Years ago, while researching Walking Home Ground, I visited Aldo Leopold's shack and nearby Leopold Center, and I still follow their Facebook page. Recently I learned that they were transcribing Leopold's journal—its thousand-plus manuscript pages already viewable online—for print publication. The organization invited volunteers to help with the project. I quickly applied and quickly received a link to 20 manuscript pages online and a set of guidelines. Perusing Leopold's handwriting immediately reminded me of having done this kind of task before.
At a display in Central Michigan University's Clarke Historical Library, I'd encountered the manuscript of an Isle Royale journal. Our daughter Becky would be working on the island that summer and we would camp there for a week and so I read it. On Isle Royale we wandered locations where the journalkeeper and her husband lived in fall 1848, ending on December 30. Although the journal was credited to C.C. Douglass' second wife, Lydia, I discovered it had actually been written by his first wife, Ruth. It took me a while to learn when they had left the island and what had become of her.
In 1998, I published my edition of "Time by Moments Steals Away": The 1848 Journal of Ruth Douglass, my introduction much shortened by press editors, but still absorbed by the text and by the personality of its author, I felt obligated to uncover the full background of Ruth Edgerton Douglass, resulting in a second book, Recovering Ruth: A Biographer's Tale, a blend of travel, biography, and memoir, published in 2003. The two books had an impact of me: editing Ruth's journal altered the direction of my scholarship; composing the memoir altered my sense of identity as a writer.
My title for that first book comes from Ruth's final entry. The journal's calendar format was designed for business, each page divided into three separate sections and no Sunday entries provided. She skipped many dates until they reached the island. At year's end, she claimed the need to "reflect upon the fleetness of time, with its many changes, and that every rolling year adds another to our age, and draws us nigher to Eternity, and we might well say with the Poet,
'Time by moments steals away,
First the hour and then the day!
Small the daily loss appears,
But it soon amounts to years:
Thus another year has flown,
And is now no more our own.
Forty-eight!
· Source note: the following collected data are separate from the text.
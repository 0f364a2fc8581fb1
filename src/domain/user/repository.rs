//! User repository trait

use async_trait::async_trait;
use std::fmt::Debug;

#[cfg(test)]
use mockall::automock;

use super::entity::{User, UserId, UserStatus};
use crate::domain::DomainError;

/// Storage collaborator for user records.
///
/// Implementations own uniqueness: `create` and `update` fail with
/// [`DomainError::DuplicateKey`] when the id or email is already taken by
/// another record.
#[cfg_attr(test, automock)]
#[async_trait]
pub trait UserRepository: Send + Sync + Debug {
    /// Get a user by their identification number
    async fn get(&self, id: &UserId) -> Result<Option<User>, DomainError>;

    /// Get a user by their email address
    async fn get_by_email(&self, email: &str) -> Result<Option<User>, DomainError>;

    /// Create a new user
    async fn create(&self, user: User) -> Result<User, DomainError>;

    /// Update an existing user
    async fn update(&self, user: &User) -> Result<User, DomainError>;

    /// Create the user if it does not exist yet, update it otherwise
    async fn save(&self, user: User) -> Result<User, DomainError> {
        if self.exists(user.id()).await? {
            self.update(&user).await
        } else {
            self.create(user).await
        }
    }

    /// Delete a user, returns true if it existed
    async fn delete(&self, id: &UserId) -> Result<bool, DomainError>;

    /// List users (optionally filtered by status), oldest first
    async fn list(&self, status: Option<UserStatus>) -> Result<Vec<User>, DomainError>;

    /// Count users (optionally filtered by status)
    async fn count(&self, status: Option<UserStatus>) -> Result<usize, DomainError>;

    async fn exists(&self, id: &UserId) -> Result<bool, DomainError> {
        Ok(self.get(id).await?.is_some())
    }

    async fn email_exists(&self, email: &str) -> Result<bool, DomainError> {
        Ok(self.get_by_email(email).await?.is_some())
    }
}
Old year! So thou
Hast for aye departed now.'
I have no idea if "the Poet" is anyone other than Ruth Douglass herself and confess to doggedly writing an annual New Year's entry in my own journal ever since.
The illustrations in my edition of Ruth's journal include that an image of that final journal entry. It's challenging to read in the small size allotted to it, but even without a magnifier it's still legible. That's not always the case when you're reading old manuscripts and some adaptation is often required. The older the manuscript, the greater the chance of finding out-of-date spellings and letter formations, not to mention unfamiliar terms and allusions or random errors in word choice. Since editing Ruth's journal I've sometimes transcribed portions of other writers' manuscripts. It usually requires adjusting to the idiosyncrasies of individual writers.
In my own handwritten journals, I tend to print, a habit I picked up from my father, but when drafting an early sketch of something in longhand that I know may eventually be revised and re-revised (or abandoned), I tend to scribble in a cursive script other readers might justifiably curse at. The longer I work on it, the less legible it becomes; sometimes later I have more trouble transcribing my own handwriting than I have with a stranger's. I'm pretty sure Aldo Leopold's journal entries are principally thoughts he expected only himself to read, recording clues to his reactions at the time, allusions to information he thought worth keeping. He would expect to be able to read his own handwriting, fill out his own abbreviations, understand his own allusions.
I self-published my grandmother's newspaper column years ago, thinking it would be good to have it out in the world, to have her descendants know they could connect to them whenever they wanted. Somewhere I have a file folder with my mother-in-law's handwritten poetry gathered inside, poems I meant to transcribe and print to pass around to family members. It might be past time to unearth that folder and complete the transcription.
Aldo Leopold's handwritten journals are viewable online. It will be good to expand their accessibility into print. They won't be as popular or as influential as A Sand County Almanac but then, they don't have to be. I think I need to volunteer to transcribe another 20 pages soon.
Root, Betsy. How to Develop Your Personality. Edited, with an Introduction, by Robert L. Root, Jr. Glimmerglass Editions, 2012.
Root, Robert. Recovering Ruth: A Biographer's Tale. Lincoln: University of Nebraska Press, 2003.
Root, Robert L., Jr. "Time by Moments Steals Away": The 1848 Journal of Ruth Douglass. Detroit: Wayne State University Press, 1998.
Root, Robert. Walking Home Ground: In the Footsteps of Muir, Leopold, and Derleth. Madison: University of Wisconsin Press, 2017.